Suppose you have a saturated vapour-liquid mixture in a strong rigid container that cannot expand or contract. Now suppose you begin heating the vapour-liquid mixture. As you supply heat, the pressure and temperature of the vapour-liquid mixture will increase. Suppose as well that the initial pressure and specific volume of the mixture are located to the left of the critical point as seen in the diagram below:
As you add heat, the pressure increases until you get to $P_{final}$ at which point the fluid is no longer a vapour-liquid mixture but now entirely a liquid. This seems to mean that under constant volume conditions you can heat a saturated vapour-liquid mixture to condense the vapour in the mixture into a liquid. But this doesn’t make intuitive sense to me because as you add heat, the temperature of the mixture will increase and so the evaporation rate should increase.
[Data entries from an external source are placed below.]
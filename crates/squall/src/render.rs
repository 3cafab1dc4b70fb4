//! The rendering contract shared by every SQL-visible object.

use crate::dialect::{AnsiDialect, Dialect};

/// Pure conversion of an object into SQL text.
pub trait SqlRender {
    /// Render for a specific backend.
    fn render_with(&self, dialect: &dyn Dialect) -> String;

    /// Render with backend-neutral rules.
    fn render(&self) -> String {
        self.render_with(&AnsiDialect)
    }
}

/// Implement `Display` in terms of [`SqlRender::render`].
macro_rules! display_via_render {
    ($($ty:ty),+ $(,)?) => {
        $(
            impl ::std::fmt::Display for $ty {
                fn fmt(&self, f: &mut ::std::fmt::Formatter<'_>) -> ::std::fmt::Result {
                    f.write_str(&$crate::render::SqlRender::render(self))
                }
            }
        )+
    };
}

pub(crate) use display_via_render;

/// Join already-rendered parts with single spaces, skipping empty ones.
pub(crate) fn join_parts<'a>(parts: impl IntoIterator<Item = &'a str>) -> String {
    parts
        .into_iter()
        .map(str::trim)
        .filter(|p| !p.is_empty())
        .collect::<Vec<_>>()
        .join(" ")
}
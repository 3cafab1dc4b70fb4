//! Error types for squall

use thiserror::Error;

/// Result type alias for squall operations
pub type SqlResult<T> = Result<T, SqlError>;

/// Errors raised while building statements or running transactions.
///
/// Construction-time variants are returned immediately by constructors.
/// Driver variants carry the backend's native error unchanged.
#[derive(Debug, Error)]
pub enum SqlError {
    /// Unrecognized statement command tag
    #[error("Invalid SQL command: {0}")]
    InvalidSqlCommand(String),

    /// Malformed literal, or field/value count mismatch
    #[error("Invalid value: {0}")]
    InvalidValue(String),

    /// Malformed field list or distinct subset
    #[error("Invalid field format: {0}")]
    InvalidFieldFormat(String),

    /// Disallowed value in a WHERE/HAVING clause
    #[error("Invalid where clause: {0}")]
    InvalidWhereClause(String),

    /// Malformed condition (operator, placement, sort order)
    #[error("Invalid condition: {0}")]
    InvalidCondition(String),

    /// Object queued in a transaction is not a runnable statement
    #[error("Invalid squall object: {0}")]
    InvalidSquallObject(String),

    /// `run()` or `pretend()` called with nothing queued
    #[error("Transaction has no statements to run")]
    EmptyTransaction,

    /// Connection attempted without a database name
    #[error("Missing database name: {0}")]
    MissingDatabaseName(String),

    /// No adapter registered (or configured) for the requested backend
    #[error("Missing adapter: {0}")]
    MissingAdapter(String),

    /// A rollback was performed
    #[error("Rollback signaled: {0}")]
    RollbackSignaled(String),

    /// A commit succeeded and the caller asked to be signaled
    #[error("Commit succeeded")]
    CommitSucceeded,

    /// Adapter used before `connect()` or after `disconnect()`
    #[error("Adapter '{0}' is not connected")]
    NotConnected(String),

    /// Configuration could not be read or parsed
    #[error("Configuration error: {0}")]
    Config(String),

    /// The connection could not be set up outside the driver itself
    #[error("Connection error: {0}")]
    Connection(String),

    /// A fetched column could not be converted into a [`Datum`](crate::Datum)
    #[error("Decode error on column '{column}': {message}")]
    Decode { column: String, message: String },

    /// Native SQLite driver error
    #[cfg(feature = "sqlite")]
    #[error("SQLite error: {0}")]
    Sqlite(#[from] rusqlite::Error),

    /// Native PostgreSQL driver error
    #[cfg(feature = "postgres")]
    #[error("PostgreSQL error: {0}")]
    Postgres(#[from] tokio_postgres::Error),

    /// Native ODBC driver error
    #[cfg(feature = "sqlserver")]
    #[error("ODBC error: {0}")]
    Odbc(#[from] odbc_api::Error),
}

impl SqlError {
    /// Create an invalid value error
    pub fn invalid_value(message: impl Into<String>) -> Self {
        Self::InvalidValue(message.into())
    }

    /// Create an invalid condition error
    pub fn invalid_condition(message: impl Into<String>) -> Self {
        Self::InvalidCondition(message.into())
    }

    /// Create an invalid field format error
    pub fn invalid_field_format(message: impl Into<String>) -> Self {
        Self::InvalidFieldFormat(message.into())
    }

    /// Create a rollback signal with the given message
    pub fn rollback(message: impl Into<String>) -> Self {
        Self::RollbackSignaled(message.into())
    }

    /// Create a decode error for a fetched column
    pub fn decode(column: impl Into<String>, message: impl Into<String>) -> Self {
        Self::Decode {
            column: column.into(),
            message: message.into(),
        }
    }

    /// Check if this is a rollback signal
    pub fn is_rollback(&self) -> bool {
        matches!(self, Self::RollbackSignaled(_))
    }

    /// Check if this error came straight from a database driver
    pub fn is_driver_error(&self) -> bool {
        match self {
            #[cfg(feature = "sqlite")]
            Self::Sqlite(_) => true,
            #[cfg(feature = "postgres")]
            Self::Postgres(_) => true,
            #[cfg(feature = "sqlserver")]
            Self::Odbc(_) => true,
            _ => false,
        }
    }

    /// Check if the driver reported an integrity/constraint violation
    ///
    /// SQLite: `SQLITE_CONSTRAINT`. PostgreSQL: SQLSTATE class `23`.
    pub fn is_constraint_violation(&self) -> bool {
        match self {
            #[cfg(feature = "sqlite")]
            Self::Sqlite(err) => matches!(
                err.sqlite_error_code(),
                Some(rusqlite::ErrorCode::ConstraintViolation)
            ),
            #[cfg(feature = "postgres")]
            Self::Postgres(err) => err
                .as_db_error()
                .is_some_and(|db| db.code().code().starts_with("23")),
            _ => false,
        }
    }
}
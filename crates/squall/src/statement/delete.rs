use super::{push_mutation_clause, render_guarded};
use crate::condition::{Clause, ClauseSet};
use crate::dialect::Dialect;
use crate::error::SqlResult;
use crate::render::{SqlRender, display_via_render};
use crate::table::Table;

/// `DELETE FROM <table> [WHERE ...]`
///
/// No filter means every row is deleted.
#[derive(Debug, Clone, PartialEq)]
pub struct Delete {
    table: Table,
    clauses: ClauseSet,
}

impl Delete {
    pub fn new(table: impl Into<Table>) -> Self {
        Self {
            table: table.into(),
            clauses: ClauseSet::default(),
        }
    }

    pub fn condition(mut self, clause: impl Into<Clause>) -> SqlResult<Self> {
        push_mutation_clause(&mut self.clauses, clause.into())?;
        Ok(self)
    }

    pub fn table(&self) -> &Table {
        &self.table
    }
}

impl SqlRender for Delete {
    fn render_with(&self, dialect: &dyn Dialect) -> String {
        let head = format!("DELETE FROM {}", self.table.name());
        render_guarded(&head, &self.clauses, dialect)
    }
}

display_via_render!(Delete);
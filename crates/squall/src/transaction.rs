//! Ordered statement batches run against one adapter.
//!
//! A [`Transaction`] borrows its adapter mutably, so two transactions can
//! never interleave on the same connection.
//!
//! # Example
//!
//! ```
//! # #[cfg(feature = "sqlite")]
//! # fn main() -> squall::SqlResult<()> {
//! use squall::{Fields, Insert, Select, SqlRender, SqliteAdapter, Transaction};
//!
//! let mut adapter = SqliteAdapter::in_memory()?;
//! let select = Select::all("t");
//!
//! let mut tx = Transaction::new(&mut adapter);
//! tx.add("CREATE TABLE t(x INTEGER)")?
//!     .add(Insert::new("t", Fields::empty(), [1])?)?
//!     .add(select.clone())?;
//! let results = tx.run()?;
//!
//! assert_eq!(results[&select.render()].len(), 1);
//! assert!(tx.is_empty());
//! # Ok(())
//! # }
//! # #[cfg(not(feature = "sqlite"))]
//! # fn main() {}
//! ```

use crate::adapter::{Adapter, Row};
use crate::error::{SqlError, SqlResult};
use crate::hook::{CompositeHook, ExecHook, ExecResult, HookContext};
use crate::render::SqlRender;
use crate::statement::Statement;
use std::collections::BTreeMap;
use std::fmt;
use std::str::FromStr;
use std::sync::Arc;
use std::time::Instant;

/// Fetched rows keyed by the SQL of each query, rendered with the adapter's
/// dialect. Use [`Transaction::key_for`] to build a key; `render()` uses the
/// ANSI dialect and can differ (booleans, for one).
pub type QueryResults = BTreeMap<String, Vec<Row>>;

/// Override the normal run protocol.
#[derive(Debug, Clone, Copy, PartialEq, Eq)]
pub enum Force {
    /// Commit even when nothing is queued.
    Commit,
    /// Drop the queue and roll back.
    Rollback,
}

impl FromStr for Force {
    type Err = SqlError;

    fn from_str(s: &str) -> Result<Self, Self::Err> {
        match s.trim().to_ascii_lowercase().as_str() {
            "commit" => Ok(Force::Commit),
            "rollback" => Ok(Force::Rollback),
            _ => Err(SqlError::invalid_value(format!("unknown force mode '{s}'"))),
        }
    }
}

/// Options for [`Transaction::run_with`].
#[derive(Debug, Clone, Copy, Default, PartialEq, Eq)]
pub struct RunOptions {
    pub force: Option<Force>,
    /// Flag a successful commit so [`Outcome::into_signal`] reports it.
    pub signal: bool,
}

impl RunOptions {
    pub fn new() -> Self {
        Self::default()
    }

    pub fn force(mut self, force: Force) -> Self {
        self.force = Some(force);
        self
    }

    pub fn signal(mut self, signal: bool) -> Self {
        self.signal = signal;
        self
    }
}

/// How a run ended.
#[derive(Debug, Clone, PartialEq)]
pub enum Outcome {
    Committed {
        results: QueryResults,
        signaled: bool,
    },
    RolledBack,
}

impl Outcome {
    pub fn is_committed(&self) -> bool {
        matches!(self, Outcome::Committed { .. })
    }

    pub fn results(&self) -> Option<&QueryResults> {
        match self {
            Outcome::Committed { results, .. } => Some(results),
            Outcome::RolledBack => None,
        }
    }

    /// The fetched rows; empty after a rollback.
    pub fn into_results(self) -> QueryResults {
        match self {
            Outcome::Committed { results, .. } => results,
            Outcome::RolledBack => QueryResults::new(),
        }
    }

    /// Report the outcome as a signal.
    ///
    /// A signaled commit becomes [`SqlError::CommitSucceeded`], a rollback
    /// becomes [`SqlError::RollbackSignaled`], and an unsignaled commit
    /// yields its results.
    pub fn into_signal(self) -> SqlResult<QueryResults> {
        match self {
            Outcome::Committed { signaled: true, .. } => Err(SqlError::CommitSucceeded),
            Outcome::Committed { results, .. } => Ok(results),
            Outcome::RolledBack => Err(SqlError::rollback("transaction rolled back")),
        }
    }
}

/// An ordered queue of statements executed as one unit.
///
/// The queue is empty after every [`run`](Transaction::run),
/// [`run_with`](Transaction::run_with) or [`pretend`](Transaction::pretend),
/// whether it succeeded or not.
pub struct Transaction<'a, A: Adapter + ?Sized> {
    adapter: &'a mut A,
    queue: Vec<Statement>,
    hook: Option<Arc<dyn ExecHook>>,
}

impl<'a, A: Adapter + ?Sized> Transaction<'a, A> {
    pub fn new(adapter: &'a mut A) -> Self {
        Self {
            adapter,
            queue: Vec::new(),
            hook: None,
        }
    }

    /// Seed the queue. Statements are validated when the transaction runs.
    pub fn with_statements<I, S>(adapter: &'a mut A, statements: I) -> Self
    where
        I: IntoIterator<Item = S>,
        S: Into<Statement>,
    {
        Self {
            adapter,
            queue: statements.into_iter().map(Into::into).collect(),
            hook: None,
        }
    }

    /// Queue a statement. Strings are queued as verbatim SQL.
    ///
    /// Blank SQL fails with [`SqlError::InvalidSquallObject`].
    pub fn add(&mut self, statement: impl Into<Statement>) -> SqlResult<&mut Self> {
        let statement = statement.into();
        statement.validate()?;
        self.queue.push(statement);
        Ok(self)
    }

    /// Attach a hook; hooks attached earlier keep running first.
    pub fn with_hook<H: ExecHook + 'static>(mut self, hook: H) -> Self {
        self.hook = Some(match self.hook.take() {
            None => Arc::new(hook),
            Some(existing) => Arc::new(CompositeHook::new().add_arc(existing).add(hook)),
        });
        self
    }

    pub fn len(&self) -> usize {
        self.queue.len()
    }

    pub fn is_empty(&self) -> bool {
        self.queue.is_empty()
    }

    pub fn statements(&self) -> &[Statement] {
        &self.queue
    }

    /// The queued statements rendered with the adapter's dialect.
    pub fn render(&self) -> Vec<String> {
        let dialect = self.adapter.dialect();
        self.queue.iter().map(|s| s.render_with(dialect)).collect()
    }

    /// The [`QueryResults`] key a query gets on this transaction's adapter.
    pub fn key_for(&self, statement: &impl SqlRender) -> String {
        statement.render_with(self.adapter.dialect())
    }

    /// Run the queue and commit.
    ///
    /// Fails with [`SqlError::EmptyTransaction`] when nothing is queued.
    pub fn run(&mut self) -> SqlResult<QueryResults> {
        Ok(self.run_with(RunOptions::default())?.into_results())
    }

    /// Run with explicit options.
    ///
    /// - `force = Rollback`: the queue is dropped and the adapter rolled back.
    /// - `force = Commit`: an empty queue commits instead of failing; a
    ///   non-empty queue runs normally and is committed once.
    ///
    /// A driver error stops the run, the open transaction is rolled back and
    /// the error is returned unchanged. Commit is never called after a failure.
    pub fn run_with(&mut self, options: RunOptions) -> SqlResult<Outcome> {
        let queue = std::mem::take(&mut self.queue);
        let backend = self.adapter.name();

        match options.force {
            Some(Force::Rollback) => {
                expect_rollback(self.adapter.rollback())?;
                tracing::debug!(
                    target: "squall.sql",
                    backend,
                    dropped = queue.len(),
                    "transaction rolled back"
                );
                return Ok(Outcome::RolledBack);
            }
            Some(Force::Commit) if queue.is_empty() => {
                self.adapter.commit()?;
                tracing::debug!(target: "squall.sql", backend, "empty transaction committed");
                return Ok(Outcome::Committed {
                    results: QueryResults::new(),
                    signaled: options.signal,
                });
            }
            None if queue.is_empty() => return Err(SqlError::EmptyTransaction),
            _ => {}
        }

        validate_all(&queue)?;
        let results = match self.execute(&queue) {
            Ok(results) => results,
            Err(err) => {
                self.discard();
                return Err(err);
            }
        };
        self.adapter.commit()?;
        tracing::debug!(
            target: "squall.sql",
            backend,
            statements = queue.len(),
            queries = results.len(),
            "transaction committed"
        );
        Ok(Outcome::Committed {
            results,
            signaled: options.signal,
        })
    }

    /// Run the queue, then always roll back.
    ///
    /// An execution failure is reported as [`SqlError::RollbackSignaled`]
    /// carrying the driver message.
    pub fn pretend(&mut self) -> SqlResult<QueryResults> {
        let queue = std::mem::take(&mut self.queue);
        if queue.is_empty() {
            return Err(SqlError::EmptyTransaction);
        }
        validate_all(&queue)?;

        let executed = self.execute(&queue);
        let rolled_back = expect_rollback(self.adapter.rollback());
        tracing::debug!(
            target: "squall.sql",
            backend = self.adapter.name(),
            statements = queue.len(),
            ok = executed.is_ok(),
            "pretend run rolled back"
        );
        match executed {
            Ok(results) => {
                rolled_back?;
                Ok(results)
            }
            Err(err) => {
                if let Err(rollback_err) = rolled_back {
                    tracing::warn!(
                        target: "squall.sql",
                        backend = self.adapter.name(),
                        error = %rollback_err,
                        "rollback after pretend failure did not complete"
                    );
                }
                Err(SqlError::rollback(err.to_string()))
            }
        }
    }

    fn execute(&mut self, queue: &[Statement]) -> SqlResult<QueryResults> {
        let dialect = self.adapter.dialect();
        let backend = self.adapter.name();
        let hook = self.hook.clone();
        let mut results = QueryResults::new();

        for (position, statement) in queue.iter().enumerate() {
            let sql = statement.render_with(dialect);
            let ctx = HookContext {
                sql: sql.clone(),
                command: statement.command(),
                backend,
                position,
            };
            if let Some(hook) = &hook {
                hook.before_statement(&ctx);
            }
            let started = Instant::now();

            if statement.is_query() {
                let fetched = self.adapter.execute_and_fetch(&sql);
                if let Some(hook) = &hook {
                    let result = match &fetched {
                        Ok(rows) => ExecResult::Rows(rows.len()),
                        Err(e) => ExecResult::error(e.to_string()),
                    };
                    hook.after_statement(&ctx, &result, started.elapsed());
                }
                results.insert(sql, fetched?);
            } else {
                let affected = self.adapter.execute(&sql);
                if let Some(hook) = &hook {
                    let result = match &affected {
                        Ok(n) => ExecResult::Affected(*n),
                        Err(e) => ExecResult::error(e.to_string()),
                    };
                    hook.after_statement(&ctx, &result, started.elapsed());
                }
                affected?;
            }
        }
        Ok(results)
    }

    /// Roll back after a failed statement; the failure itself is what gets reported.
    fn discard(&mut self) {
        if let Err(err) = expect_rollback(self.adapter.rollback()) {
            tracing::warn!(
                target: "squall.sql",
                backend = self.adapter.name(),
                error = %err,
                "rollback after failed statement did not complete"
            );
        }
    }
}

impl<A: Adapter + ?Sized> fmt::Debug for Transaction<'_, A> {
    fn fmt(&self, f: &mut fmt::Formatter<'_>) -> fmt::Result {
        f.debug_struct("Transaction")
            .field("backend", &self.adapter.name())
            .field("queue", &self.queue)
            .field("hook", &self.hook.is_some())
            .finish()
    }
}

fn validate_all(queue: &[Statement]) -> SqlResult<()> {
    queue.iter().try_for_each(Statement::validate)
}

/// A rollback that reports `RollbackSignaled` succeeded.
fn expect_rollback(result: SqlResult<()>) -> SqlResult<()> {
    match result {
        Ok(()) | Err(SqlError::RollbackSignaled(_)) => Ok(()),
        Err(err) => Err(err),
    }
}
From my understanding of saturated vapour-liquid mixtures at equilibrium, the condensation rate of the vapour is equal to the evaporation rate of the liquid and hence no net change occurs (i.e it is in equilibrium). But if we increase the temperature and pressure of the mixture by adding heat, then the evaporation rate should increase along with the condensation rate (because the condensation rate is proportional to the pressure) meaning the amount of vapour present should neither increase nor decrease. Yet the diagram indicates that the amount of condensation in the process definitely exceeds the amount of evaporation in the process because the amount of vapour present in the mixture decreases to zero. So how is this possible? How can heating a liquid-vapour mixture cause the vapour within to condense?
Any help on this issue would be most appreciated!
Ah I see! Your plot is the saturation curve not an isotherm! My mistake...
So the answer is "Yes" as Gert says. Indeed you have pointed out why it is tricky to demostrate critical opalescence. If you seal so liquid and vapour in a tube and heat towrds the crical point, the mesicus will go up if you have too much liquid , and down if you have too little. You have to get the ratio of liquid/vapour just right if youy are to hit the critical point and see the meniscus just get blurry and disappear.
Answered by mike stone on May 16, 2021
I appreciate that this is a little counterintuitive but the diagram doesn't lie.
As you keep adding heat to the vessel (of constant volume), pressure goes up and you move through the vapour-liquid area, until get into the liquid only area.
This has to be understood by means of the effect pressure has on so-called 'non-permanent' gases, which can be liquefied by compression only.